Netrins form an heterogeneous family of laminin related molecules with multifunctional activities. Netrin-4, the most distant
member of this family, is related to the laminin beta chain and has recently been proposed to play an important role in embryonic
and pathological angiogenesis. However, the data reported so far lead to the apparently contradictory conclusions supporting
Netrin-4 as either a pro- or an anti-angiogenic factor. To elucidate this controversy, Netrin-4 was analyzed for a vascular
activity in both cell-based models (HUVECs and HUAECs) and 2 zebrafish models: the wild-type AB/Tu strain and the transgenic
Tg(fli1a:EGFP)y1 strain. We show that Netrin-4 is expressed in endothelial cells and in the zebrafish vascular system. We
also evidence that Netrin-4 activates various kinases and induces various biological effects directly linked to angiogenesis
in vitro.
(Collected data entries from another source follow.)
//! Loading balance sheets, derivatives books and configuration.
//!
//! CSV headers are checked against the required column sets before any row
//! is read; the built-in sample data stands in for omitted files.

use std::io::Read;
use std::path::Path;

use alm_core::records::{
    balance_sheet_from_records, check_headers, derivatives_from_records, BalanceSheetRecord,
    DerivativeRecord, BALANCE_SHEET_COLUMNS, DERIVATIVE_COLUMNS,
};
use alm_core::{sample, AlmConfig, BalanceSheetInstrument, DerivativeInstrument, RateSensitivityTable};

use crate::error::{CliError, CliResult};

fn csv_error(path: &str) -> impl Fn(csv::Error) -> CliError + '_ {
    move |source| CliError::Csv {
        path: path.to_string(),
        source,
    }
}

/// Parses balance-sheet CSV from a reader.
pub fn parse_balance_sheet<R: Read>(reader: R, path: &str) -> CliResult<Vec<BalanceSheetInstrument>> {
    let mut rdr = csv::ReaderBuilder::new().trim(csv::Trim::All).from_reader(reader);
    let headers = rdr.headers().map_err(csv_error(path))?.clone();
    check_headers(BALANCE_SHEET_COLUMNS, &headers.iter().collect::<Vec<_>>())?;

    let records = rdr
        .deserialize::<BalanceSheetRecord>()
        .collect::<Result<Vec<_>, _>>()
        .map_err(csv_error(path))?;
    tracing::debug!(path, rows = records.len(), "read balance sheet");
    Ok(balance_sheet_from_records(records)?)
}

/// Parses derivatives-book CSV from a reader.
pub fn parse_derivatives<R: Read>(reader: R, path: &str) -> CliResult<Vec<DerivativeInstrument>> {
    let mut rdr = csv::ReaderBuilder::new().trim(csv::Trim::All).from_reader(reader);
    let headers = rdr.headers().map_err(csv_error(path))?.clone();
    check_headers(DERIVATIVE_COLUMNS, &headers.iter().collect::<Vec<_>>())?;

    let records = rdr
        .deserialize::<DerivativeRecord>()
        .collect::<Result<Vec<_>, _>>()
        .map_err(csv_error(path))?;
    tracing::debug!(path, rows = records.len(), "read derivatives book");
    Ok(derivatives_from_records(records)?)
}

/// Loads a balance sheet, or the sample one if no path is given.
pub fn load_balance_sheet(path: Option<&Path>) -> CliResult<Vec<BalanceSheetInstrument>> {
    match path {
        Some(path) => {
            let file = std::fs::File::open(path)?;
            parse_balance_sheet(file, &path.display().to_string())
        }
        None => {
            tracing::info!("no balance sheet given, using sample data");
            Ok(sample::balance_sheet()?)
        }
    }
}

/// Loads a derivatives book, or the sample one if no path is given.
pub fn load_derivatives(path: Option<&Path>) -> CliResult<Vec<DerivativeInstrument>> {
    match path {
        Some(path) => {
            let file = std::fs::File::open(path)?;
            parse_derivatives(file, &path.display().to_string())
        }
        None => {
            tracing::info!("no derivatives book given, using sample data");
            Ok(sample::derivatives_book()?)
        }
    }
}

/// Loads a sensitivity table from JSON (`{"Product": coefficient}`), or
/// the standard table if no path is given.
pub fn load_sensitivities(path: Option<&Path>) -> CliResult<RateSensitivityTable> {
    match path {
        Some(path) => {
            let content = std::fs::read_to_string(path)?;
            Ok(serde_json::from_str(&content)?)
        }
        None => Ok(RateSensitivityTable::standard()),
    }
}

/// Loads engine configuration, or defaults if no path is given.
pub fn load_config(path: Option<&Path>) -> CliResult<AlmConfig> {
    match path {
        Some(path) => Ok(AlmConfig::from_file(path)?),
        None => Ok(AlmConfig::default()),
    }
}

#[cfg(test)]
mod tests {
    use super::*;
    use alm_core::AlmError;
    use rust_decimal_macros::dec;

    #[test]
    fn test_parse_sample_csv() {
        let sheet = parse_balance_sheet(sample::BALANCE_SHEET_CSV.as_bytes(), "sample").unwrap();
        assert_eq!(sheet.len(), 9);
        assert_eq!(sheet[7].duration, Some(1.5));

        let book = parse_derivatives(sample::DERIVATIVES_CSV.as_bytes(), "sample").unwrap();
        assert_eq!(book.len(), 5);
        assert_eq!(book[0].notional, dec!(10_000_000));
    }

    #[test]
    fn test_missing_column() {
        let csv = "Product,Type,Rate (%),Maturity (Months)\nHELOC,Asset,5.5,12\n";
        let err = parse_balance_sheet(csv.as_bytes(), "test").unwrap_err();
        assert!(matches!(
            err,
            CliError::Alm(AlmError::Schema { ref column, .. }) if column == "Amount ($)"
        ));
    }

    #[test]
    fn test_missing_cell() {
        let csv = "Product,Type,Amount ($),Rate (%),Maturity (Months)\nHELOC,Asset,2700000,,12\n";
        let err = parse_balance_sheet(csv.as_bytes(), "test").unwrap_err();
        assert!(matches!(err, CliError::Alm(AlmError::Schema { .. })));
    }

    #[test]
    fn test_unknown_side() {
        let csv = "Product,Type,Amount ($),Rate (%),Maturity (Months)\nHELOC,Equity,2700000,5.5,12\n";
        let err = parse_balance_sheet(csv.as_bytes(), "test").unwrap_err();
        assert!(matches!(err, CliError::Alm(AlmError::Schema { .. })));
    }

    #[test]
    fn test_field_name_headers() {
        let csv = "product,side,amount,rate,maturityMonths\nLoan,asset,100,5,6\n";
        let sheet = parse_balance_sheet(csv.as_bytes(), "test").unwrap();
        assert_eq!(sheet[0].amount, dec!(100));
        assert!(sheet[0].duration.is_none());
    }
}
Using morpholinos strategy, we demonstrate that Netrin-4 expression is crucial for zebrafish vessel formation and
that blood vessel formation defect induced by netrin-4 morpholinos can be partially rescued through drug delivery leading
to protein kinase activation.
Together these data underline the crucial role of Netrin-4 in blood vessel formation and the involvement of protein kinases
activation in Netrin-4-induced biological effects related to vascular development.